Table 9 provides the results for downloads instead of index.

The Max Index variables have the same signs as for the previous regression, as do the RIAA Lawsuits variables, but the interesting variable here is Max Radio Spins, which now has a positive value instead of a negative value. These two regressions taken together seem to imply that radio spins help drive and maintain downloads, but not enough to sustain popularity. So the absolute effect is a positive one, in that more radio spins leads to more downloads, but the relative effect is that these songs do not stay as popular as long.

Finally, I ran two ordinary least squares regressions on Y4 (the number of weeks between index peak and radio spins peak) and Y8 (the number of weeks between downloads peak and radio spins peak). I took out the RIAA lawsuit variables for the same reasons I did not include them in the Y1 and Y5 regressions. It is difficult to provide an economic explanation for why RIAA lawsuits would affect the difference between the peak in radio spins and peak in downloads, since it is a relative measure. All the observations in which there were no radio plays were also dropped, given that there is no clearly defined radio spins peak as a result. In addition, the No Radio Play variable was also excluded because by its construction (it is on only for those that have no radio peak) it has a value of 0 for every single one of the observations used in these two regressions. With 31 observations like that, the total number of observations used was 589 31 = 558.

As a reminder, a positive value for Y4 means that the song peaked first in the digital market before peaking in the radio market, and a negative value means the opposite. I was initially most hopefully about this variable, as it seems to most directly measure the lag effects between the digital and radio markets. However, most of the variables are not statistically significant, even at the ten percent level. In general, the more popular a song gets online, the more likely it is to peak online before it peaks in the radio market. Conversely, the more radio spins a song gets, the more likely it is to peak in the radio market before the digital market. The genre dummies could provide some clue as to what kinds of songs get popular online, but the large standard errors preclude any real conclusions. Indeed, the large constant hides most of the possible variation.
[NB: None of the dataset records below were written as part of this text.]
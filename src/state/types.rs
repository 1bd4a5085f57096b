//! Core value types used by railhud state.

/// Display severity attached to a status cell.
///
/// Producers tag each field with a severity instead of baking color markers
/// into the text; the renderer maps severities onto theme colors.
#[derive(Clone, Copy, Debug, Default, PartialEq, Eq, serde::Serialize, serde::Deserialize)]
pub enum Severity {
    /// Ordinary informational field.
    #[default]
    Normal,
    /// Highlighted detail (cyan in the classic HUD).
    Info,
    /// Needs attention soon (yellow).
    Caution,
    /// Immediate problem (red).
    Critical,
}

/// Legacy three-character color sentinels and the severities they map to.
///
/// Older producers append one of these to the final tab-delimited field; the
/// ingestion layer strips it and applies the severity to the whole line.
pub const LEGACY_SENTINELS: [(&str, Severity); 3] = [
    ("!!!", Severity::Critical),
    ("???", Severity::Caution),
    ("$$$", Severity::Info),
];

impl Severity {
    /// Look up the severity for a legacy sentinel token.
    ///
    /// Inputs: `token` candidate three-character suffix.
    ///
    /// Output: `Some(Severity)` for a known sentinel; `None` otherwise.
    pub fn from_sentinel(token: &str) -> Option<Self> {
        LEGACY_SENTINELS
            .iter()
            .find(|(s, _)| *s == token)
            .map(|(_, sev)| *sev)
    }
}

/// One formatted cell of a status table: display text plus severity.
#[derive(Clone, Debug, Default, PartialEq, Eq, serde::Serialize, serde::Deserialize)]
pub struct StatusCell {
    /// Display text for the cell.
    pub text: String,
    /// Severity used by the renderer to pick a color.
    pub severity: Severity,
}

impl StatusCell {
    /// Build a cell with [`Severity::Normal`].
    pub fn plain(text: impl Into<String>) -> Self {
        Self {
            text: text.into(),
            severity: Severity::Normal,
        }
    }

    /// Build a cell with an explicit severity.
    pub fn with_severity(text: impl Into<String>, severity: Severity) -> Self {
        Self {
            text: text.into(),
            severity,
        }
    }
}

/// One logical status record: an ordered sequence of cells for one entity
/// (a car, a locomotive, a train).
#[derive(Clone, Debug, Default, PartialEq, Eq)]
pub struct StatusLine {
    /// Ordered cells; cell 0 conventionally identifies the entity.
    pub cells: Vec<StatusCell>,
}

impl StatusLine {
    /// Empty line.
    pub fn new() -> Self {
        Self::default()
    }

    /// Build a line of plain cells from string fields.
    pub fn from_fields<I, S>(fields: I) -> Self
    where
        I: IntoIterator<Item = S>,
        S: Into<String>,
    {
        Self {
            cells: fields.into_iter().map(StatusCell::plain).collect(),
        }
    }

    /// Append a cell and return `self` for chaining while building rows.
    pub fn push(mut self, cell: StatusCell) -> Self {
        self.cells.push(cell);
        self
    }

    /// Number of cells in the line.
    pub fn len(&self) -> usize {
        self.cells.len()
    }

    /// Whether the line has no cells.
    pub fn is_empty(&self) -> bool {
        self.cells.is_empty()
    }
}

/// HUD pages carried over from the classic HUD window set.
#[derive(Clone, Copy, Debug, PartialEq, Eq, serde::Serialize, serde::Deserialize)]
pub enum HudTab {
    /// Train-level summary: speed, gradient, direction, time.
    Common,
    /// Per-car consist overview.
    Consist,
    /// Per-locomotive detail with its own sub-paging.
    Locomotive,
    /// Per-car brake status (air and vacuum headers differ).
    Brake,
    /// Dispatcher / signalling information.
    Dispatcher,
}

impl HudTab {
    /// All tabs in display order.
    pub const ALL: [HudTab; 5] = [
        HudTab::Common,
        HudTab::Consist,
        HudTab::Locomotive,
        HudTab::Brake,
        HudTab::Dispatcher,
    ];

    /// Short title used in the tab bar.
    pub fn title(self) -> &'static str {
        match self {
            HudTab::Common => "Common",
            HudTab::Consist => "Consist",
            HudTab::Locomotive => "Locomotive",
            HudTab::Brake => "Brake",
            HudTab::Dispatcher => "Dispatcher",
        }
    }

    /// Index of the tab within [`HudTab::ALL`].
    pub fn index(self) -> usize {
        Self::ALL.iter().position(|t| *t == self).unwrap_or(0)
    }

    /// Tab for a persisted index, clamped into range.
    pub fn from_index(i: usize) -> Self {
        Self::ALL[i.min(Self::ALL.len() - 1)]
    }

    /// Next tab, wrapping at the end (tab cycling is the one navigation
    /// command that wraps; page navigation never does).
    pub fn next(self) -> Self {
        Self::from_index((self.index() + 1) % Self::ALL.len())
    }

    /// Previous tab, wrapping at the start.
    pub fn prev(self) -> Self {
        let n = Self::ALL.len();
        Self::from_index((self.index() + n - 1) % n)
    }
}

/// Locomotive kind capability tag, queried once instead of repeated runtime
/// type tests.
#[derive(Clone, Copy, Debug, PartialEq, Eq, serde::Serialize, serde::Deserialize)]
pub enum LocoKind {
    /// Steam locomotive (boiler pressure, cutoff).
    Steam,
    /// Diesel-electric (engine RPM, fuel).
    Diesel,
    /// Electric (pantograph, line voltage).
    Electric,
}

impl LocoKind {
    /// Short label for table rows.
    pub fn label(self) -> &'static str {
        match self {
            LocoKind::Steam => "Steam",
            LocoKind::Diesel => "Diesel",
            LocoKind::Electric => "Electric",
        }
    }
}

/// Brake system fitted to a car; selects which brake-table header applies.
#[derive(Clone, Copy, Debug, PartialEq, Eq, serde::Serialize, serde::Deserialize)]
pub enum BrakeSystem {
    /// Automatic air brake (pressures in psi).
    Air,
    /// Vacuum brake (vacuum in inHg).
    Vacuum,
}

/// Persisted view state: the active tab and the last tab that produced
/// non-blank content. The pagination cursor itself is never persisted.
#[derive(Clone, Copy, Debug, PartialEq, Eq, serde::Serialize, serde::Deserialize)]
pub struct SavedView {
    /// Index of the active HUD tab within [`HudTab::ALL`].
    pub active_tab: usize,
    /// Index of the last tab that rendered non-blank content.
    pub last_text_tab: usize,
}

impl Default for SavedView {
    fn default() -> Self {
        Self {
            active_tab: 0,
            last_text_tab: 0,
        }
    }
}
//! Central `HudState` container.

use std::path::PathBuf;

use crate::consist::Train;
use crate::hud::rows::RowPaging;
use crate::hud::table::StatusTable;
use crate::state::cursor::PageCursor;
use crate::state::types::{HudTab, SavedView};

/// State shared by the event, refresh, and UI layers.
///
/// Mutated by input handling first, then by the per-frame refresh, then read
/// by the renderer; the frame loop guarantees that single-writer ordering so
/// no synchronization is needed.
#[derive(Debug)]
pub struct HudState {
    /// Current consist and train-level state.
    pub train: Train,
    /// Active HUD tab.
    pub tab: HudTab,
    /// Last tab that rendered non-blank content (persisted).
    pub last_text_tab: HudTab,
    /// Pagination cursor; survives refreshes, reset on tab switch.
    pub cursor: PageCursor,
    /// A fixed-size sub-view is pinned; row paging is disabled while set.
    pub sub_view_pinned: bool,
    /// Table built by the latest refresh for the renderer.
    pub table: StatusTable,
    /// Row paging computed by the latest refresh.
    pub row_paging: RowPaging,
    /// Whether to render the keybindings footer.
    pub show_keybinds_footer: bool,
    /// Path where the view state is persisted as JSON.
    pub view_state_path: PathBuf,
    /// Dirty flag indicating the view state needs to be saved.
    pub view_dirty: bool,
    /// Frames rendered so far; drives the demo feed.
    pub frame: u64,
}

impl Default for HudState {
    /// Construct a default state around the demo consist.
    fn default() -> Self {
        Self {
            train: Train::demo(),
            tab: HudTab::Common,
            last_text_tab: HudTab::Common,
            cursor: PageCursor::default(),
            sub_view_pinned: false,
            table: StatusTable::new(),
            row_paging: RowPaging {
                rows_per_page: 1,
                total_pages: 1,
            },
            show_keybinds_footer: true,
            view_state_path: crate::theme::view_state_path(),
            view_dirty: false,
            frame: 0,
        }
    }
}

impl HudState {
    /// Switch to `tab`, resetting the pagination cursor and marking the
    /// view state dirty for persistence.
    pub fn set_tab(&mut self, tab: HudTab) {
        if self.tab == tab {
            return;
        }
        self.tab = tab;
        self.cursor.reset(tab);
        self.sub_view_pinned = false;
        self.view_dirty = true;
    }

    /// The two persisted integers.
    pub fn saved_view(&self) -> SavedView {
        SavedView {
            active_tab: self.tab.index(),
            last_text_tab: self.last_text_tab.index(),
        }
    }

    /// Restore a persisted view. The cursor resets for the restored tab;
    /// it is never persisted itself.
    pub fn apply_saved_view(&mut self, view: SavedView) {
        self.tab = HudTab::from_index(view.active_tab);
        self.last_text_tab = HudTab::from_index(view.last_text_tab);
        self.cursor.reset(self.tab);
    }

    /// Restore the persisted view state from `view_state_path`, if present.
    pub fn load_view_state(&mut self) {
        if let Ok(s) = std::fs::read_to_string(&self.view_state_path)
            && let Ok(view) = serde_json::from_str::<SavedView>(&s)
        {
            self.apply_saved_view(view);
        }
    }

    /// Write the view state when it changed since the last flush.
    pub fn maybe_flush_view(&mut self) {
        if !self.view_dirty {
            return;
        }
        if let Ok(s) = serde_json::to_string(&self.saved_view()) {
            let _ = std::fs::write(&self.view_state_path, s);
            self.view_dirty = false;
        }
    }
}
The table for Y8 (# weeks between peak downloads and peak radio) contains more of the same data. Again, most of the variables are not statistically significant, and there is an even larger constant in this regression.

VIII. Conclusions

This paper has established that a negative relationship exists between downloads and radio spins. In general, internet-only songs peak more quickly and have wider bases of support. However, for more traditional songs that are both played on the radio and downloaded, they generally peak first in the radio market before the downloads market.

The importance of this issue means it will not be going away any time soon. In fact, just as I was finishing my thesis, I noticed an announcement from BigChampagne.

Nielsen Entertainment, the leading provider of Actionable Entertainment Intelligence (AEI) and BigChampagne Online Media Measurement, have entered a strategic relationship to link airplay monitoring and Peer to Peer download data, it was announced today. This relationship will link Nielsen Entertainment`s BDSRadio.com, to BigChampagne`s Peer to Peer (P2P) charts, combining radio airplay spin data with Top Swaps. This combined analysis of Nielsen Entertainment`s BDSradio.com resources; digital, terrestrial, and satellite airplay data and BigChampagne`s P2P measurement, will provide both the radio and record industries with a unique matrix of music consumption measurement.

BigChampagne is combining with Nielsen Entertainment to provide precisely the type of information that I have been tracking for the last year or so. Radio industry executives already use BigChampagne`s information to help determine their play lists, as Howe 2003 shows, and more data mining is not far off. The P2P market has become the music industry`s biggest focus group, and while its effect on CD sales is inconclusive, its use as a valuable research tool is undeniable.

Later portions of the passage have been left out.